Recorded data

'''

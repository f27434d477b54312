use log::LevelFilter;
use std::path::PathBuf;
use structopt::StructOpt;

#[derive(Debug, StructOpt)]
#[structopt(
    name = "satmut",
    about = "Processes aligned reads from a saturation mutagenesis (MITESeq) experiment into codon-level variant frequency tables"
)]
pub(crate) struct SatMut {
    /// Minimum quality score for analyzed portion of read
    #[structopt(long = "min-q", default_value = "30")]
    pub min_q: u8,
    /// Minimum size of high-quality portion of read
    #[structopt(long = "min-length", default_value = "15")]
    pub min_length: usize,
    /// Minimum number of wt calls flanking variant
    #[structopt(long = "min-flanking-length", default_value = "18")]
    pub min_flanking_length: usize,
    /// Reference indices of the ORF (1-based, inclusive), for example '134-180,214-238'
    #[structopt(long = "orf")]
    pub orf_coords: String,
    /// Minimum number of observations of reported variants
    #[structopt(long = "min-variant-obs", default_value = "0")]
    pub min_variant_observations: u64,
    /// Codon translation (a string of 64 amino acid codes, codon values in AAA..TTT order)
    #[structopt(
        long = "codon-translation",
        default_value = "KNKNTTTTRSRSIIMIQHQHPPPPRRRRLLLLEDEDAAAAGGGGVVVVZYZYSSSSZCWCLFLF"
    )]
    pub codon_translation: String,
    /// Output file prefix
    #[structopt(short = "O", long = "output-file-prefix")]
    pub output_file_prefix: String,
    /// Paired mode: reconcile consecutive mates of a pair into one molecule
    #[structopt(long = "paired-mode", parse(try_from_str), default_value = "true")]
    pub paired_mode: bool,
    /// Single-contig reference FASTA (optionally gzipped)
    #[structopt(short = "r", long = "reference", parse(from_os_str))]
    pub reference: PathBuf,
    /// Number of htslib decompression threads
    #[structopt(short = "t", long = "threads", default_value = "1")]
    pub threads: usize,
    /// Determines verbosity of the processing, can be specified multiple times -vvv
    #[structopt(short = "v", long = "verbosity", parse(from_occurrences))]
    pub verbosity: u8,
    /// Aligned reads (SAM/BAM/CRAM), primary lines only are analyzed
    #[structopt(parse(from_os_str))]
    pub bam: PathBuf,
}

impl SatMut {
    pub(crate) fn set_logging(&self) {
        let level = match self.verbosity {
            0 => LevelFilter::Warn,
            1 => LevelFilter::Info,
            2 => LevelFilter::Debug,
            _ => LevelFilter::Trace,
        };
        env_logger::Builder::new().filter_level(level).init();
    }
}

'''
'''

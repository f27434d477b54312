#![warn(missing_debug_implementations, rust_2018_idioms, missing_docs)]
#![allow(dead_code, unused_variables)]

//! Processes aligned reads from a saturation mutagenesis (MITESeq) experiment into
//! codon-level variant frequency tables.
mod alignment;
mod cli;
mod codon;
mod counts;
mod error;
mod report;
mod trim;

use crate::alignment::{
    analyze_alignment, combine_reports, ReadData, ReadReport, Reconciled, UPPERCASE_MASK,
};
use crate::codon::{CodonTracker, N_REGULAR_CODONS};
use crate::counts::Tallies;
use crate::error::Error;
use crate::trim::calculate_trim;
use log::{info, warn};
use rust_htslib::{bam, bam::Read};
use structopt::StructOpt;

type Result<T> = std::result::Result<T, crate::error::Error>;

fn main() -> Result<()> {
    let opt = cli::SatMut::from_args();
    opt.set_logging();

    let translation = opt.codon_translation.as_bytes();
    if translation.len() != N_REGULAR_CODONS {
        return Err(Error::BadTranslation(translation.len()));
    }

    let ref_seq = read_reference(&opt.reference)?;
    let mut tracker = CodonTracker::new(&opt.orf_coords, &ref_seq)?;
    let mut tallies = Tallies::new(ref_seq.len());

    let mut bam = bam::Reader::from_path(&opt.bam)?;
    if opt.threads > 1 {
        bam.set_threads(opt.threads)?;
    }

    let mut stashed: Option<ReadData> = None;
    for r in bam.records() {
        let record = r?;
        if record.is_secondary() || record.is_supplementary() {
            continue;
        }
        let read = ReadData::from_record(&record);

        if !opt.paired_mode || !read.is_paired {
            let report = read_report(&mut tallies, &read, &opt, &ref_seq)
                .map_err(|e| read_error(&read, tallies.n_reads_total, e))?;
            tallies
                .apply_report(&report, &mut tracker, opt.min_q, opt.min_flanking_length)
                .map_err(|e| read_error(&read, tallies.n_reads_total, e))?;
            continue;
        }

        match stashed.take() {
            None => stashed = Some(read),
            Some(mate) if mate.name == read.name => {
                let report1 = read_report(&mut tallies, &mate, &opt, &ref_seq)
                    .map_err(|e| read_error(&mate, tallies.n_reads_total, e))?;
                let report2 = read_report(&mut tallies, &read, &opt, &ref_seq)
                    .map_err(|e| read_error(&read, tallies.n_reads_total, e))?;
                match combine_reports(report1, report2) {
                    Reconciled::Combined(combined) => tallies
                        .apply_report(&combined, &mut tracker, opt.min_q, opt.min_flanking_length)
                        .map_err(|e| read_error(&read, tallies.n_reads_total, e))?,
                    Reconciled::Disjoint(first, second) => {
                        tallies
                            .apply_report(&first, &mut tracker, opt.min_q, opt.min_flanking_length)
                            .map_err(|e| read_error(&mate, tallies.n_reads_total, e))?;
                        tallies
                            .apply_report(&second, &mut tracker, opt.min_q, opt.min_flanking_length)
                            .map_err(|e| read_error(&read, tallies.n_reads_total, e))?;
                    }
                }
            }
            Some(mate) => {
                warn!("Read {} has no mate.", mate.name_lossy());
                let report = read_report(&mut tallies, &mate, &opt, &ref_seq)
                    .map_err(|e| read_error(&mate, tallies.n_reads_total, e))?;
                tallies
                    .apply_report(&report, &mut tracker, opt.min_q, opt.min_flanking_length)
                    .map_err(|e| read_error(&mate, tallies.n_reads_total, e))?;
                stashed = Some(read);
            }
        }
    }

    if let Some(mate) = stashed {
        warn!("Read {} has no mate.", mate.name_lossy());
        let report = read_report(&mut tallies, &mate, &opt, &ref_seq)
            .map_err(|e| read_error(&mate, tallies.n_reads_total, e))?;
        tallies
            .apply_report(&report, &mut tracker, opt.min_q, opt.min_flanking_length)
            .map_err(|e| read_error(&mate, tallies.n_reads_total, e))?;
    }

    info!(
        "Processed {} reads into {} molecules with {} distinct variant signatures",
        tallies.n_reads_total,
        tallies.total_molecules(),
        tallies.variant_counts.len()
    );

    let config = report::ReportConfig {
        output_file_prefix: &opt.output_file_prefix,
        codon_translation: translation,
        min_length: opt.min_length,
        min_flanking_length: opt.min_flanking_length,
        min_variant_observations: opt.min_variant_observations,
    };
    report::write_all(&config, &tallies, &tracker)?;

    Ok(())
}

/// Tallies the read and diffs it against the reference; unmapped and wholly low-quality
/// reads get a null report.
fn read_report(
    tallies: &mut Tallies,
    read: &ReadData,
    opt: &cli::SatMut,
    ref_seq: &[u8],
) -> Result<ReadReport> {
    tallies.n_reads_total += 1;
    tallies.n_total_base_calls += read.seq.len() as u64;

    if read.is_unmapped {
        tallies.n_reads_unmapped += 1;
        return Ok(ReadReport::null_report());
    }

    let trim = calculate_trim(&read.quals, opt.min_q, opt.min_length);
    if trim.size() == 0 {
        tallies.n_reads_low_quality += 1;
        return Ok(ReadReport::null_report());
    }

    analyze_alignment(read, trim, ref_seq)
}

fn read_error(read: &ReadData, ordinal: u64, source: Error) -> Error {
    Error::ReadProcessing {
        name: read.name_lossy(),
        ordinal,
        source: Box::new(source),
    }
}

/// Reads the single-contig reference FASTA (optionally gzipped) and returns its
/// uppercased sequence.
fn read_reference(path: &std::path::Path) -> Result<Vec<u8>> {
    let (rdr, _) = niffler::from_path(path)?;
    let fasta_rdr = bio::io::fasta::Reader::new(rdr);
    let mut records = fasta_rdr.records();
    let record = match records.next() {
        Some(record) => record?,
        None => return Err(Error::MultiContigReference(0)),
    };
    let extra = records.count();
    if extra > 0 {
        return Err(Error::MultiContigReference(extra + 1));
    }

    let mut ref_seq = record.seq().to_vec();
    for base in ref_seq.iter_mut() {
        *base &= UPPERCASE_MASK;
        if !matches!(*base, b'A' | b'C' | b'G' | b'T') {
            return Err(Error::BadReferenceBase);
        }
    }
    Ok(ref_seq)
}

'''

* [Exercise goal]
Look through the data above for the word "Reader". Report each line where it occurs.

* [Solved problem]
    let mut bam = bam::Reader::from_path(&opt.bam)?;
    let fasta_rdr = bio::io::fasta::Reader::new(rdr);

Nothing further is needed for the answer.